- Collected data
/// Strip module paths: `alloc::vec::Vec<my::Item>` → `Vec<Item>`
pub(crate) fn short_type_name(full: &str) -> String {
    let mut out = String::with_capacity(full.len());
    let mut segment = String::new();
    for c in full.chars() {
        if c.is_alphanumeric() || c == '_' || c == ':' {
            segment.push(c);
        } else {
            out.push_str(segment.rsplit("::").next().unwrap_or(&segment));
            segment.clear();
            out.push(c);
        }
    }
    out.push_str(segment.rsplit("::").next().unwrap_or(&segment));
    out
}

// ============================================================================
// COMPOUND / CAPABILITY / CLOSED SET REFERENCES
// ============================================================================

/// Handle to a compound type's schema and constructor
#[derive(Clone, Copy)]
pub struct RecordRef {
    id: TypeId,
    name: &'static str,
    schema: fn() -> Result<Arc<RecordSchema>, BindError>,
    construct: fn(&mut Args) -> Result<Box<dyn Any + Send>, BindError>,
}

impl RecordRef {
    pub fn of<T: Record>() -> Self {
        Self {
            id: TypeId::of::<T>(),
            name: std::any::type_name::<T>(),
            schema: schema_of::<T>,
            construct: construct_erased::<T>,
        }
    }

    pub fn id(&self) -> TypeId {
        self.id
    }

    pub fn name(&self) -> &'static str {
        self.name
    }

    pub fn schema(&self) -> Result<Arc<RecordSchema>, BindError> {
        (self.schema)()
    }

    pub(crate) fn construct(&self, args: &mut Args) -> Result<Box<dyn Any + Send>, BindError> {
        (self.construct)(args)
    }
}

fn construct_erased<T: Record>(args: &mut Args) -> Result<Box<dyn Any + Send>, BindError> {
    T::construct(args).map(|value| Box::new(value) as Box<dyn Any + Send>)
}

/// Polymorphic declaration of a capability type
#[derive(Debug, Clone, PartialEq, Eq)]
pub struct Polymorphic {
    key: String,
    inline: bool,
    key_as_discriminator: bool,
}

impl Polymorphic {
    /// Discriminator read from `key`, nested mode
    pub fn new(key: impl Into<String>) -> Self {
        Self {
            key: key.into(),
            inline: false,
            key_as_discriminator: false,
        }
    }

    /// Discriminator lives in the parent map
    pub fn inline(mut self) -> Self {
        self.inline = true;
        self
    }

    /// The map key a value appears under is its discriminator
    pub fn key_as_discriminator(mut self) -> Self {
        self.key_as_discriminator = true;
        self
    }

    pub fn key(&self) -> &str {
        &self.key
    }

    pub fn is_inline(&self) -> bool {
        self.inline
    }

    pub fn uses_key_as_discriminator(&self) -> bool {
        self.key_as_discriminator
    }
}

impl Default for Polymorphic {
    fn default() -> Self {
        Self::new("type")
    }
}

/// Capability (trait object) target
#[derive(Clone)]
pub struct CapabilityRef {
    id: TypeId,
    name: &'static str,
    declaration: Polymorphic,
}

impl CapabilityRef {
    pub fn id(&self) -> TypeId {
        self.id
    }

    pub fn name(&self) -> &'static str {
        self.name
    }

    pub fn display_name(&self) -> String {
        short_type_name(self.name)
    }

    pub fn declaration(&self) -> &Polymorphic {
        &self.declaration
    }
}

/// Fixed set of named values (enum variants or singleton members)
#[derive(Clone, Copy)]
pub struct ClosedSetRef {
    names: fn() -> Vec<&'static str>,
    pick: fn(usize) -> Option<Box<dyn Any + Send>>,
}
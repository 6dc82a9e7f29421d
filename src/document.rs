//! Document trees
//!
//! The binder reads `serde_json::Value` trees. `serde_json` is built with
//! `preserve_order`, so map iteration follows the order keys appear in the
//! source text; collection conversion relies on that.
//!
//! The adapters below are thin wrappers over `serde_yaml` / `serde_json`.

use serde_json::{Map, Value};

use crate::error::Result;

/// A parsed document node (map, sequence or scalar)
pub type Node = Value;

/// A document map node
pub type NodeMap = Map<String, Value>;

/// Parse YAML text into a document tree
pub fn from_yaml_str(text: &str) -> Result<Node> {
    let yaml: serde_yaml::Value = serde_yaml::from_str(text)?;
    Ok(from_yaml(yaml))
}

/// Parse JSON text into a document tree
pub fn from_json_str(text: &str) -> Result<Node> {
    Ok(serde_json::from_str(text)?)
}

/// Normalise a YAML value into a document node.
///
/// Non-string mapping keys are stringified, tags are dropped.
pub fn from_yaml(yaml: serde_yaml::Value) -> Node {
    match yaml {
        serde_yaml::Value::Null => Value::Null,
        serde_yaml::Value::Bool(b) => Value::Bool(b),
        serde_yaml::Value::Number(n) => yaml_number(&n),
        serde_yaml::Value::String(s) => Value::String(s),
        serde_yaml::Value::Sequence(items) => {
            Value::Array(items.into_iter().map(from_yaml).collect())
        }
        serde_yaml::Value::Mapping(mapping) => {
            let mut map = Map::with_capacity(mapping.len());
            for (k, v) in mapping {
                map.insert(yaml_key(k), from_yaml(v));
            }
            Value::Object(map)
        }
        serde_yaml::Value::Tagged(tagged) => from_yaml(tagged.value),
    }
}

fn yaml_number(n: &serde_yaml::Number) -> Value {
    if let Some(i) = n.as_i64() {
        Value::from(i)
    } else if let Some(u) = n.as_u64() {
        Value::from(u)
    } else {
        // NaN and infinities have no JSON form
        n.as_f64()
            .and_then(serde_json::Number::from_f64)
            .map(Value::Number)
            .unwrap_or(Value::Null)
    }
}

fn yaml_key(key: serde_yaml::Value) -> String {
    match key {
        serde_yaml::Value::String(s) => s,
        serde_yaml::Value::Bool(b) => b.to_string(),
        serde_yaml::Value::Number(n) => n.to_string(),
        serde_yaml::Value::Null => "null".to_string(),
        serde_yaml::Value::Tagged(tagged) => yaml_key(tagged.value),
        other => serde_yaml::to_string(&other)
            .map(|s| s.trim().to_string())
            .unwrap_or_default(),
    }
}

/// Human name of a node's kind, for error messages
pub fn kind_name(node: &Node) -> &'static str {
    match node {
        Value::Null => "null",
        Value::Bool(_) => "boolean",
        Value::Number(_) => "number",
        Value::String(_) => "string",
        Value::Array(_) => "sequence",
        Value::Object(_) => "map",
    }
}

/// Short rendering of a scalar node (strings unquoted)
pub fn scalar_text(node: &Node) -> String {
    match node {
        Value::String(s) => s.clone(),
        other => other.to_string(),
    }
}

#[cfg(test)]
mod tests {
    use super::*;
    use serde_json::json;

    #[test]
    fn yaml_keeps_key_order() {
        let node = from_yaml_str("b: 1\na: 2\nc: 3\n").unwrap();
        let keys: Vec<&str> = node.as_object().unwrap().keys().map(String::as_str).collect();
        assert_eq!(keys, vec!["b", "a", "c"]);
    }

    #[test]
    fn yaml_non_string_keys_are_stringified() {
        let node = from_yaml_str("8080: web\ntrue: yes\n").unwrap();
        assert_eq!(node, json!({"8080": "web", "true": "yes"}));
    }

    #[test]
    fn yaml_scalars_map_to_json_scalars() {
        let node = from_yaml_str("port: 8080\nratio: 0.5\nname: svc\nflag: false\nnone: ~\n").unwrap();
        assert_eq!(
            node,
            json!({"port": 8080, "ratio": 0.5, "name": "svc", "flag": false, "none": null})
        );
    }

    #[test]
    fn invalid_yaml_is_reported() {
        let err = from_yaml_str("a: [1, 2").unwrap_err();
        assert!(err.to_string().contains("BINDERY-090"));
    }

    #[test]
    fn kind_names() {
        assert_eq!(kind_name(&json!({})), "map");
        assert_eq!(kind_name(&json!([])), "sequence");
        assert_eq!(kind_name(&json!("x")), "string");
        assert_eq!(scalar_text(&json!("x")), "x");
        assert_eq!(scalar_text(&json!(3)), "3");
    }
}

- What you should do
Write all the data out again, exactly.

- Exercise response
/// Strip module paths: `alloc::vec::Vec<my::Item>` → `Vec<Item>`
pub(crate) fn short_type_name(full: &str) -> String {
    let mut out = String::with_capacity(full.len());
    let mut segment = String::new();
    for c in full.chars() {
        if c.is_alphanumeric() || c == '_' || c == ':' {
            segment.push(c);
        } else {
            out.push_str(segment.rsplit("::").next().unwrap_or(&segment));
            segment.clear();
            out.push(c);
        }
    }
    out.push_str(segment.rsplit("::").next().unwrap_or(&segment));
    out
}

// ============================================================================
// COMPOUND / CAPABILITY / CLOSED SET REFERENCES
// ============================================================================

/// Handle to a compound type's schema and constructor
#[derive(Clone, Copy)]
pub struct RecordRef {
    id: TypeId,
    name: &'static str,
    schema: fn() -> Result<Arc<RecordSchema>, BindError>,
    construct: fn(&mut Args) -> Result<Box<dyn Any + Send>, BindError>,
}

impl RecordRef {
    pub fn of<T: Record>() -> Self {
        Self {
            id: TypeId::of::<T>(),
            name: std::any::type_name::<T>(),
            schema: schema_of::<T>,
            construct: construct_erased::<T>,
        }
    }

    pub fn id(&self) -> TypeId {
        self.id
    }

    pub fn name(&self) -> &'static str {
        self.name
    }

    pub fn schema(&self) -> Result<Arc<RecordSchema>, BindError> {
        (self.schema)()
    }

    pub(crate) fn construct(&self, args: &mut Args) -> Result<Box<dyn Any + Send>, BindError> {
        (self.construct)(args)
    }
}

fn construct_erased<T: Record>(args: &mut Args) -> Result<Box<dyn Any + Send>, BindError> {
    T::construct(args).map(|value| Box::new(value) as Box<dyn Any + Send>)
}

/// Polymorphic declaration of a capability type
#[derive(Debug, Clone, PartialEq, Eq)]
pub struct Polymorphic {
    key: String,
    inline: bool,
    key_as_discriminator: bool,
}

impl Polymorphic {
    /// Discriminator read from `key`, nested mode
    pub fn new(key: impl Into<String>) -> Self {
        Self {
            key: key.into(),
            inline: false,
            key_as_discriminator: false,
        }
    }

    /// Discriminator lives in the parent map
    pub fn inline(mut self) -> Self {
        self.inline = true;
        self
    }

    /// The map key a value appears under is its discriminator
    pub fn key_as_discriminator(mut self) -> Self {
        self.key_as_discriminator = true;
        self
    }

    pub fn key(&self) -> &str {
        &self.key
    }

    pub fn is_inline(&self) -> bool {
        self.inline
    }

    pub fn uses_key_as_discriminator(&self) -> bool {
        self.key_as_discriminator
    }
}

impl Default for Polymorphic {
    fn default() -> Self {
        Self::new("type")
    }
}

/// Capability (trait object) target
#[derive(Clone)]
pub struct CapabilityRef {
    id: TypeId,
    name: &'static str,
    declaration: Polymorphic,
}

impl CapabilityRef {
    pub fn id(&self) -> TypeId {
        self.id
    }

    pub fn name(&self) -> &'static str {
        self.name
    }

    pub fn display_name(&self) -> String {
        short_type_name(self.name)
    }

    pub fn declaration(&self) -> &Polymorphic {
        &self.declaration
    }
}

/// Fixed set of named values (enum variants or singleton members)
#[derive(Clone, Copy)]
pub struct ClosedSetRef {
    names: fn() -> Vec<&'static str>,
    pick: fn(usize) -> Option<Box<dyn Any + Send>>,
}
repository 6dc82a9e7f29421d
filename src/document.rs
//! Document trees
//!
//! The binder reads `serde_json::Value` trees. `serde_json` is built with
//! `preserve_order`, so map iteration follows the order keys appear in the
//! source text; collection conversion relies on that.
//!
//! The adapters below are thin wrappers over `serde_yaml` / `serde_json`.

use serde_json::{Map, Value};

use crate::error::Result;

/// A parsed document node (map, sequence or scalar)
pub type Node = Value;

/// A document map node
pub type NodeMap = Map<String, Value>;

/// Parse YAML text into a document tree
pub fn from_yaml_str(text: &str) -> Result<Node> {
    let yaml: serde_yaml::Value = serde_yaml::from_str(text)?;
    Ok(from_yaml(yaml))
}

/// Parse JSON text into a document tree
pub fn from_json_str(text: &str) -> Result<Node> {
    Ok(serde_json::from_str(text)?)
}

/// Normalise a YAML value into a document node.
///
/// Non-string mapping keys are stringified, tags are dropped.
pub fn from_yaml(yaml: serde_yaml::Value) -> Node {
    match yaml {
        serde_yaml::Value::Null => Value::Null,
        serde_yaml::Value::Bool(b) => Value::Bool(b),
        serde_yaml::Value::Number(n) => yaml_number(&n),
        serde_yaml::Value::String(s) => Value::String(s),
        serde_yaml::Value::Sequence(items) => {
            Value::Array(items.into_iter().map(from_yaml).collect())
        }
        serde_yaml::Value::Mapping(mapping) => {
            let mut map = Map::with_capacity(mapping.len());
            for (k, v) in mapping {
                map.insert(yaml_key(k), from_yaml(v));
            }
            Value::Object(map)
        }
        serde_yaml::Value::Tagged(tagged) => from_yaml(tagged.value),
    }
}

fn yaml_number(n: &serde_yaml::Number) -> Value {
    if let Some(i) = n.as_i64() {
        Value::from(i)
    } else if let Some(u) = n.as_u64() {
        Value::from(u)
    } else {
        // NaN and infinities have no JSON form
        n.as_f64()
            .and_then(serde_json::Number::from_f64)
            .map(Value::Number)
            .unwrap_or(Value::Null)
    }
}

fn yaml_key(key: serde_yaml::Value) -> String {
    match key {
        serde_yaml::Value::String(s) => s,
        serde_yaml::Value::Bool(b) => b.to_string(),
        serde_yaml::Value::Number(n) => n.to_string(),
        serde_yaml::Value::Null => "null".to_string(),
        serde_yaml::Value::Tagged(tagged) => yaml_key(tagged.value),
        other => serde_yaml::to_string(&other)
            .map(|s| s.trim().to_string())
            .unwrap_or_default(),
    }
}

/// Human name of a node's kind, for error messages
pub fn kind_name(node: &Node) -> &'static str {
    match node {
        Value::Null => "null",
        Value::Bool(_) => "boolean",
        Value::Number(_) => "number",
        Value::String(_) => "string",
        Value::Array(_) => "sequence",
        Value::Object(_) => "map",
    }
}

/// Short rendering of a scalar node (strings unquoted)
pub fn scalar_text(node: &Node) -> String {
    match node {
        Value::String(s) => s.clone(),
        other => other.to_string(),
    }
}

#[cfg(test)]
mod tests {
    use super::*;
    use serde_json::json;

    #[test]
    fn yaml_keeps_key_order() {
        let node = from_yaml_str("b: 1\na: 2\nc: 3\n").unwrap();
        let keys: Vec<&str> = node.as_object().unwrap().keys().map(String::as_str).collect();
        assert_eq!(keys, vec!["b", "a", "c"]);
    }

    #[test]
    fn yaml_non_string_keys_are_stringified() {
        let node = from_yaml_str("8080: web\ntrue: yes\n").unwrap();
        assert_eq!(node, json!({"8080": "web", "true": "yes"}));
    }

    #[test]
    fn yaml_scalars_map_to_json_scalars() {
        let node = from_yaml_str("port: 8080\nratio: 0.5\nname: svc\nflag: false\nnone: ~\n").unwrap();
        assert_eq!(
            node,
            json!({"port": 8080, "ratio": 0.5, "name": "svc", "flag": false, "none": null})
        );
    }

    #[test]
    fn invalid_yaml_is_reported() {
        let err = from_yaml_str("a: [1, 2").unwrap_err();
        assert!(err.to_string().contains("BINDERY-090"));
    }

    #[test]
    fn kind_names() {
        assert_eq!(kind_name(&json!({})), "map");
        assert_eq!(kind_name(&json!([])), "sequence");
        assert_eq!(kind_name(&json!("x")), "string");
        assert_eq!(scalar_text(&json!("x")), "x");
        assert_eq!(scalar_text(&json!(3)), "3");
    }
}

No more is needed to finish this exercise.